Every line of the material that includes the word "IGNORE" is to be shown.

─── EXTRACTED RECORDS ───

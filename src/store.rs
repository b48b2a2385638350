use std::collections::BTreeMap;

use colored::Colorize;
use rusqlite::Connection;

use crate::catalog::CategoryCatalog;
use crate::error::Result;
use crate::models::{Direction, Transaction};

/// Idempotent batch insert for one direction. Records on the other side of
/// the ledger are silently skipped: the importer feeds the same batch to
/// both directions. Returns how many rows were actually inserted; a re-run
/// of an already-imported batch inserts zero.
pub fn insert_transactions(
    conn: &Connection,
    direction: Direction,
    transactions: &[Transaction],
) -> Result<usize> {
    let sql = format!(
        "INSERT OR IGNORE INTO {} (id, date, type, raw_description, processed_description, category, amount, balance) \
         VALUES (?1, ?2, ?3, ?4, ?5, ?6, ?7, ?8)",
        direction.table()
    );
    let mut stmt = conn.prepare(&sql)?;
    let mut inserted = 0usize;
    for txn in transactions.iter().filter(|t| direction.matches(t)) {
        inserted += stmt.execute(rusqlite::params![
            txn.id,
            txn.date,
            txn.transaction_type,
            txn.raw_description,
            txn.processed_description,
            txn.category,
            direction.amount(txn),
            txn.balance,
        ])?;
    }
    Ok(inserted)
}

/// Range + category read, ascending by date. Returns `None` when the
/// category is not in the catalog (no query is run) or when the query
/// itself fails; `Some(vec![])` means zero matching rows. Callers treat
/// the two differently.
pub fn extract_transactions(
    conn: &Connection,
    catalog: &mut CategoryCatalog,
    direction: Direction,
    start_date: &str,
    end_date: &str,
    category: &str,
) -> Option<Vec<Transaction>> {
    match catalog.contains(conn, category) {
        Ok(true) => {}
        Ok(false) => return None,
        Err(e) => {
            eprintln!("{}", format!("Storage error: {e}").red());
            return None;
        }
    }
    match query_range(conn, direction, start_date, end_date, category) {
        Ok(rows) => Some(rows),
        Err(e) => {
            eprintln!("{}", format!("Storage error: {e}").red());
            None
        }
    }
}

/// Month-bucketed variant of `extract_transactions`. Bucket keys are
/// calendar month numbers (1-12) taken from the ISO date; ordering inside
/// a bucket is the query's ascending date order.
pub fn extract_by_month(
    conn: &Connection,
    catalog: &mut CategoryCatalog,
    direction: Direction,
    start_date: &str,
    end_date: &str,
    category: &str,
) -> Option<BTreeMap<u32, Vec<Transaction>>> {
    let rows = extract_transactions(conn, catalog, direction, start_date, end_date, category)?;
    let mut buckets: BTreeMap<u32, Vec<Transaction>> = BTreeMap::new();
    for txn in rows {
        let Some(month) = month_of(&txn.date) else {
            eprintln!("{}", format!("Skipping row with bad date: {}", txn.date).red());
            continue;
        };
        buckets.entry(month).or_default().push(txn);
    }
    Some(buckets)
}

fn month_of(iso_date: &str) -> Option<u32> {
    iso_date.get(5..7)?.parse().ok().filter(|m| (1..=12).contains(m))
}

fn query_range(
    conn: &Connection,
    direction: Direction,
    start_date: &str,
    end_date: &str,
    category: &str,
) -> Result<Vec<Transaction>> {
    let sql = format!(
        "SELECT id, date, type, raw_description, processed_description, category, amount, balance \
         FROM {} WHERE date BETWEEN ?1 AND ?2 AND category = ?3 ORDER BY date ASC",
        direction.table()
    );
    let mut stmt = conn.prepare(&sql)?;
    let rows = stmt
        .query_map(rusqlite::params![start_date, end_date, category], |row| {
            let amount: f64 = row.get(6)?;
            Ok(Transaction {
                id: row.get(0)?,
                date: row.get(1)?,
                transaction_type: row.get(2)?,
                raw_description: row.get(3)?,
                processed_description: row.get(4)?,
                category: row.get(5)?,
                paid_in: if direction == Direction::Inbound { amount } else { 0.0 },
                paid_out: if direction == Direction::Outbound { amount } else { 0.0 },
                balance: row.get(7)?,
            })
        })?
        .collect::<std::result::Result<Vec<_>, _>>()?;
    Ok(rows)
}

#[cfg(test)]
mod tests {
    use super::*;
    use crate::db::{get_connection, init_db};
    use crate::models::transaction_id;

    fn test_db() -> (tempfile::TempDir, Connection) {
        let dir = tempfile::tempdir().unwrap();
        let conn = get_connection(&dir.path().join("test.db")).unwrap();
        init_db(&conn).unwrap();
        (dir, conn)
    }

    fn txn(date: &str, raw: &str, paid_in: f64, paid_out: f64, category: &str) -> Transaction {
        Transaction {
            id: transaction_id(date, "VIS", raw, paid_out, paid_in, 100.0),
            date: date.to_string(),
            transaction_type: "VIS".to_string(),
            raw_description: raw.to_string(),
            processed_description: raw.to_string(),
            category: category.to_string(),
            paid_in,
            paid_out,
            balance: 100.0,
        }
    }

    fn learn(conn: &Connection, description: &str, category: &str) {
        conn.execute(
            "INSERT OR IGNORE INTO category_map (description, category) VALUES (?1, ?2)",
            rusqlite::params![description, category],
        )
        .unwrap();
    }

    #[test]
    fn test_insert_routes_by_direction() {
        let (_dir, conn) = test_db();
        let batch = vec![
            txn("2023-01-06", "APPLE", 0.0, 1.49, "Subscriptions"),
            txn("2023-01-10", "SALARY", 2500.0, 0.0, "Income"),
        ];
        let n_out = insert_transactions(&conn, Direction::Outbound, &batch).unwrap();
        let n_in = insert_transactions(&conn, Direction::Inbound, &batch).unwrap();
        assert_eq!(n_out, 1);
        assert_eq!(n_in, 1);

        let out_count: i64 =
            conn.query_row("SELECT count(*) FROM money_out", [], |r| r.get(0)).unwrap();
        let in_count: i64 =
            conn.query_row("SELECT count(*) FROM money_in", [], |r| r.get(0)).unwrap();
        assert_eq!(out_count, 1);
        assert_eq!(in_count, 1);
    }

    #[test]
    fn test_insert_is_idempotent() {
        let (_dir, conn) = test_db();
        let batch = vec![txn("2023-01-06", "APPLE", 0.0, 1.49, "Subscriptions")];
        assert_eq!(insert_transactions(&conn, Direction::Outbound, &batch).unwrap(), 1);
        assert_eq!(insert_transactions(&conn, Direction::Outbound, &batch).unwrap(), 0);
        let count: i64 =
            conn.query_row("SELECT count(*) FROM money_out", [], |r| r.get(0)).unwrap();
        assert_eq!(count, 1);
    }

    #[test]
    fn test_extract_filters_by_range_and_category() {
        let (_dir, conn) = test_db();
        learn(&conn, "APPLE", "Subscriptions");
        learn(&conn, "TESCO", "Groceries");
        let batch = vec![
            txn("2023-01-06", "APPLE", 0.0, 1.49, "Subscriptions"),
            txn("2023-02-14", "APPLE", 0.0, 2.99, "Subscriptions"),
            txn("2023-01-20", "TESCO", 0.0, 54.10, "Groceries"),
            txn("2023-06-01", "APPLE", 0.0, 0.99, "Subscriptions"),
        ];
        insert_transactions(&conn, Direction::Outbound, &batch).unwrap();

        let mut catalog = CategoryCatalog::new();
        let rows = extract_transactions(
            &conn,
            &mut catalog,
            Direction::Outbound,
            "2023-01-01",
            "2023-03-31",
            "Subscriptions",
        )
        .unwrap();
        assert_eq!(rows.len(), 2);
        // Ascending by date.
        assert_eq!(rows[0].date, "2023-01-06");
        assert_eq!(rows[1].date, "2023-02-14");
        assert_eq!(rows[0].paid_out, 1.49);
        assert_eq!(rows[0].paid_in, 0.0);
    }

    #[test]
    fn test_unknown_category_returns_none() {
        let (_dir, conn) = test_db();
        learn(&conn, "APPLE", "Subscriptions");
        let mut catalog = CategoryCatalog::new();
        let result = extract_transactions(
            &conn,
            &mut catalog,
            Direction::Outbound,
            "2023-01-01",
            "2023-12-31",
            "Unknown",
        );
        assert!(result.is_none());
    }

    #[test]
    fn test_known_category_with_no_rows_is_some_empty() {
        let (_dir, conn) = test_db();
        learn(&conn, "APPLE", "Subscriptions");
        let mut catalog = CategoryCatalog::new();
        let result = extract_transactions(
            &conn,
            &mut catalog,
            Direction::Outbound,
            "2023-01-01",
            "2023-12-31",
            "Subscriptions",
        );
        assert_eq!(result.unwrap().len(), 0);
    }

    #[test]
    fn test_extract_by_month_buckets() {
        let (_dir, conn) = test_db();
        learn(&conn, "APPLE", "Subscriptions");
        let batch = vec![
            txn("2023-01-06", "APPLE", 0.0, 1.49, "Subscriptions"),
            txn("2023-01-20", "APPLE B", 0.0, 2.99, "Subscriptions"),
            txn("2023-03-14", "APPLE C", 0.0, 0.99, "Subscriptions"),
        ];
        insert_transactions(&conn, Direction::Outbound, &batch).unwrap();

        let mut catalog = CategoryCatalog::new();
        let buckets = extract_by_month(
            &conn,
            &mut catalog,
            Direction::Outbound,
            "2023-01-01",
            "2023-12-31",
            "Subscriptions",
        )
        .unwrap();
        assert_eq!(buckets.keys().copied().collect::<Vec<_>>(), vec![1, 3]);
        assert_eq!(buckets[&1].len(), 2);
        assert_eq!(buckets[&1][0].date, "2023-01-06");
        assert_eq!(buckets[&3].len(), 1);
    }

    #[test]
    fn test_inbound_rows_invisible_to_outbound_gateway() {
        let (_dir, conn) = test_db();
        learn(&conn, "SALARY", "Income");
        let batch = vec![txn("2023-01-25", "SALARY", 2500.0, 0.0, "Income")];
        insert_transactions(&conn, Direction::Inbound, &batch).unwrap();
        insert_transactions(&conn, Direction::Outbound, &batch).unwrap();

        let mut catalog = CategoryCatalog::new();
        let out = extract_transactions(
            &conn,
            &mut catalog,
            Direction::Outbound,
            "2023-01-01",
            "2023-12-31",
            "Income",
        )
        .unwrap();
        assert!(out.is_empty());
        let inb = extract_transactions(
            &conn,
            &mut catalog,
            Direction::Inbound,
            "2023-01-01",
            "2023-12-31",
            "Income",
        )
        .unwrap();
        assert_eq!(inb.len(), 1);
        assert_eq!(inb[0].paid_in, 2500.0);
    }

    #[test]
    fn test_month_of() {
        assert_eq!(month_of("2023-01-06"), Some(1));
        assert_eq!(month_of("2023-12-31"), Some(12));
        assert_eq!(month_of("garbage"), None);
        assert_eq!(month_of("2023-13-01"), None);
    }
}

───

• _TASK RESULT_:
        "INSERT OR IGNORE INTO {} (id, date, type, raw_description, processed_description, category, amount, balance) \
            "INSERT OR IGNORE INTO category_map (description, category) VALUES (?1, ?2)",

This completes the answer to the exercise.